New Delhi: The Supreme Court on Friday asked the Centre and state governments to file their response within three weeks on a plea for improving the condition of mental hospitals in the country by providing adequate financial resources and increasing the number of trained doctors.
A bench of Justices Gyan Sudha Misra and Pinaki Chandra Ghose sought their response on the petition filed by National Human Rights Commission for direction to set up more mental health hospitals, which should be autonomous. "The mental health hospitals in the country are facing serious financial constraints as adequate resources allocation is not being made to meet their requirements. The Centre and state governments should accord priority in allocation of financial resources both for the regular maintenance and the upgradation of the physical infrastructure of these institutions," the Commission said. It said that many of the mental hospitals are 100 to 150- years-old and they do not receive the same priority as general health.
Each state and Union Territory must have one mental health hospital fully equipped with latest equipment and sufficient medical and para medical manpower and such hospitals be made autonomous, it said.

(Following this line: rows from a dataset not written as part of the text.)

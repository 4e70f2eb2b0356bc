//! A single 13F information-table row.

use super::MatchingKey;
use crate::error::{HoldtrackError, HoldtrackResult};
use serde::{Deserialize, Serialize};

/// Option flag on a 13F row.
#[derive(Debug, Clone, Copy, PartialEq, Eq, Hash, PartialOrd, Ord, Serialize, Deserialize)]
pub enum PutCall {
    /// Put option position.
    Put,
    /// Call option position.
    Call,
}

impl PutCall {
    /// Returns the label used in filings.
    #[must_use]
    pub fn name(&self) -> &'static str {
        match self {
            Self::Put => "Put",
            Self::Call => "Call",
        }
    }
}

impl std::fmt::Display for PutCall {
    fn fmt(&self, f: &mut std::fmt::Formatter<'_>) -> std::fmt::Result {
        write!(f, "{}", self.name())
    }
}

/// Whether the reported amount is a share count or a principal amount.
#[derive(Debug, Clone, Copy, PartialEq, Eq, Hash, Default, Serialize, Deserialize)]
pub enum SharesType {
    /// Shares.
    #[default]
    #[serde(rename = "SH")]
    Shares,
    /// Principal amount (debt securities).
    #[serde(rename = "PRN")]
    Principal,
}

impl SharesType {
    /// Returns the short code used in filings.
    #[must_use]
    pub fn code(&self) -> &'static str {
        match self {
            Self::Shares => "SH",
            Self::Principal => "PRN",
        }
    }
}

/// Investment discretion reported for a row.
#[derive(Debug, Clone, Copy, PartialEq, Eq, Hash, Default, Serialize, Deserialize)]
pub enum InvestmentDiscretion {
    /// Sole discretion.
    #[default]
    #[serde(rename = "SOLE")]
    Sole,
    /// Shared-defined discretion.
    #[serde(rename = "DFND")]
    Defined,
    /// Shared-other discretion.
    #[serde(rename = "OTR")]
    Other,
}

impl InvestmentDiscretion {
    /// Returns the short code used in filings.
    #[must_use]
    pub fn code(&self) -> &'static str {
        match self {
            Self::Sole => "SOLE",
            Self::Defined => "DFND",
            Self::Other => "OTR",
        }
    }
}

/// Voting authority counts.
#[derive(Debug, Clone, Copy, PartialEq, Eq, Default, Serialize, Deserialize)]
pub struct VotingAuthority {
    /// Shares with sole voting authority.
    pub sole: u64,
    /// Shares with shared voting authority.
    pub shared: u64,
    /// Shares with no voting authority.
    pub none: u64,
}

impl VotingAuthority {
    /// Creates a new voting authority record.
    #[must_use]
    pub fn new(sole: u64, shared: u64, none: u64) -> Self {
        Self { sole, shared, none }
    }

    /// Total shares across all three authority buckets.
    #[must_use]
    pub fn total(&self) -> u64 {
        self.sole + self.shared + self.none
    }
}

/// A single holding as reported in a 13F filing.
///
/// Values are whole US dollars. Holdings are immutable once produced by
/// a [`FilingSource`](crate::source::FilingSource).
#[derive(Debug, Clone, PartialEq, Serialize, Deserialize)]
pub struct Holding {
    /// Issuer name as printed in the filing.
    pub issuer_name: String,

    /// Title of class (e.g. `COM`, `CL A`, `NOTE 1.000% 6/2`).
    pub title_of_class: String,

    /// 9-character CUSIP.
    pub cusip: String,

    /// Optional FIGI.
    #[serde(default)]
    pub figi: Option<String>,

    /// Reported market value in whole dollars.
    pub value_usd: i64,

    /// Share count or principal amount.
    #[serde(default)]
    pub shares_or_principal: i64,

    /// Whether `shares_or_principal` is shares or principal.
    #[serde(default)]
    pub shares_type: SharesType,

    /// Option flag, `None` for plain shares.
    #[serde(default)]
    pub put_call: Option<PutCall>,

    /// Investment discretion.
    #[serde(default)]
    pub investment_discretion: InvestmentDiscretion,

    /// Voting authority counts.
    #[serde(default)]
    pub voting: VotingAuthority,
}

impl Holding {
    /// Creates a new holding builder.
    #[must_use]
    pub fn builder() -> HoldingBuilder {
        HoldingBuilder::new()
    }

    /// Returns the composite key used to match this row across filings.
    #[must_use]
    pub fn key(&self) -> MatchingKey {
        MatchingKey::new(&self.cusip, &self.title_of_class, self.put_call)
    }

    /// Returns true for put or call rows.
    #[must_use]
    pub fn is_option(&self) -> bool {
        self.put_call.is_some()
    }

    /// Checks the invariants a filing source must uphold.
    ///
    /// # Errors
    ///
    /// Returns an error if the CUSIP is not 9 alphanumeric characters, or if
    /// the value or share count is negative.
    pub fn validate(&self) -> HoldtrackResult<()> {
        if self.cusip.len() != 9 || !self.cusip.chars().all(|c| c.is_ascii_alphanumeric()) {
            return Err(HoldtrackError::invalid_holding(
                &self.cusip,
                "cusip must be 9 alphanumeric characters",
            ));
        }

        if self.value_usd < 0 {
            return Err(HoldtrackError::invalid_holding(
                &self.cusip,
                "value_usd cannot be negative",
            ));
        }

        if self.shares_or_principal < 0 {
            return Err(HoldtrackError::invalid_holding(
                &self.cusip,
                "shares_or_principal cannot be negative",
            ));
        }

        Ok(())
    }
}

/// Builder for constructing a Holding.
#[derive(Debug, Clone, Default)]
pub struct HoldingBuilder {
    issuer_name: Option<String>,
    title_of_class: Option<String>,
    cusip: Option<String>,
    figi: Option<String>,
    value_usd: Option<i64>,
    shares_or_principal: i64,
    shares_type: SharesType,
    put_call: Option<PutCall>,
    investment_discretion: InvestmentDiscretion,
    voting: VotingAuthority,
}

impl HoldingBuilder {
    /// Creates a new builder.
    #[must_use]
    pub fn new() -> Self {
        Self::default()
    }

    /// Sets the issuer name.
    #[must_use]
    pub fn issuer_name(mut self, name: impl Into<String>) -> Self {
        self.issuer_name = Some(name.into());
        self
    }

    /// Sets the title of class. Defaults to `COM`.
    #[must_use]
    pub fn title_of_class(mut self, title: impl Into<String>) -> Self {
        self.title_of_class = Some(title.into());
        self
    }

    /// Sets the CUSIP.
    #[must_use]
    pub fn cusip(mut self, cusip: impl Into<String>) -> Self {
        self.cusip = Some(cusip.into());
        self
    }

    /// Sets the FIGI.
    #[must_use]
    pub fn figi(mut self, figi: impl Into<String>) -> Self {
        self.figi = Some(figi.into());
        self
    }

    /// Sets the reported value in whole dollars.
    #[must_use]
    pub fn value_usd(mut self, value: i64) -> Self {
        self.value_usd = Some(value);
        self
    }

    /// Sets the share count or principal amount.
    #[must_use]
    pub fn shares(mut self, shares: i64) -> Self {
        self.shares_or_principal = shares;
        self
    }

    /// Sets the shares type.
    #[must_use]
    pub fn shares_type(mut self, shares_type: SharesType) -> Self {
        self.shares_type = shares_type;
        self
    }

    /// Sets the option flag.
    #[must_use]
    pub fn put_call(mut self, put_call: PutCall) -> Self {
        self.put_call = Some(put_call);
        self
    }

    /// Sets the investment discretion.
    #[must_use]
    pub fn investment_discretion(mut self, discretion: InvestmentDiscretion) -> Self {
        self.investment_discretion = discretion;
        self
    }

    /// Sets the voting authority counts.
    #[must_use]
    pub fn voting(mut self, voting: VotingAuthority) -> Self {
        self.voting = voting;
        self
    }

    /// Builds the holding.
    ///
    /// # Errors
    ///
    /// Returns an error if required fields are missing or the holding
    /// fails [`Holding::validate`].
    pub fn build(self) -> HoldtrackResult<Holding> {
        let issuer_name = self
            .issuer_name
            .ok_or_else(|| HoldtrackError::missing_field("issuer_name"))?;

        let cusip = self
            .cusip
            .ok_or_else(|| HoldtrackError::missing_field("cusip"))?;

        let value_usd = self
            .value_usd
            .ok_or_else(|| HoldtrackError::missing_field("value_usd"))?;

        let holding = Holding {
            issuer_name,
            title_of_class: self.title_of_class.unwrap_or_else(|| "COM".to_string()),
            cusip,
            figi: self.figi,
            value_usd,
            shares_or_principal: self.shares_or_principal,
            shares_type: self.shares_type,
            put_call: self.put_call,
            investment_discretion: self.investment_discretion,
            voting: self.voting,
        };
        holding.validate()?;

        Ok(holding)
    }
}

#[cfg(test)]
mod tests {
    use super::*;

    fn nvidia() -> Holding {
        Holding::builder()
            .issuer_name("NVIDIA CORP")
            .cusip("67066G104")
            .value_usd(1_000_000)
            .shares(1_000)
            .voting(VotingAuthority::new(900, 0, 100))
            .build()
            .unwrap()
    }

    #[test]
    fn test_builder_defaults() {
        let h = nvidia();
        assert_eq!(h.title_of_class, "COM");
        assert_eq!(h.shares_type, SharesType::Shares);
        assert_eq!(h.investment_discretion, InvestmentDiscretion::Sole);
        assert!(!h.is_option());
        assert_eq!(h.voting.total(), 1_000);
    }

    #[test]
    fn test_key_separates_options() {
        let shares = nvidia();
        let calls = Holding::builder()
            .issuer_name("NVIDIA CORP")
            .cusip("67066G104")
            .value_usd(250_000)
            .put_call(PutCall::Call)
            .build()
            .unwrap();

        assert_ne!(shares.key(), calls.key());
        assert_eq!(calls.key().put_call, Some(PutCall::Call));
    }

    #[test]
    fn test_builder_validation() {
        // Missing CUSIP
        let result = Holding::builder()
            .issuer_name("APPLE INC")
            .value_usd(100)
            .build();
        assert_eq!(result, Err(HoldtrackError::missing_field("cusip")));

        // Short CUSIP
        let result = Holding::builder()
            .issuer_name("APPLE INC")
            .cusip("0378331")
            .value_usd(100)
            .build();
        assert!(result.is_err());

        // Negative value
        let result = Holding::builder()
            .issuer_name("APPLE INC")
            .cusip("037833100")
            .value_usd(-1)
            .build();
        assert!(result.is_err());
    }

    #[test]
    fn test_serde_filing_codes() {
        let json = r#"{
            "issuer_name": "TESLA INC",
            "title_of_class": "COM",
            "cusip": "88160R101",
            "value_usd": 5000,
            "shares_or_principal": 20,
            "shares_type": "SH",
            "put_call": "Put",
            "investment_discretion": "DFND"
        }"#;
        let h: Holding = serde_json::from_str(json).unwrap();
        assert_eq!(h.put_call, Some(PutCall::Put));
        assert_eq!(h.investment_discretion, InvestmentDiscretion::Defined);
        assert_eq!(h.voting, VotingAuthority::default());
        assert!(h.figi.is_none());
        assert!(h.validate().is_ok());
    }
}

"Lack of adequate administrative and financial powers of the Directors and the Superintendents of the hospitals is seriously affecting their functioning. Therefore, these institutions should be made completely autonomous in managing their own affairs and the managing committee of these institutions should have adequate administrative and financial powers to manage their affairs efficiently," the petition said.
The Commission said state governments may be directed to sanction medical and para-medical manpower to these hospitals as recommended by NHRC without delay.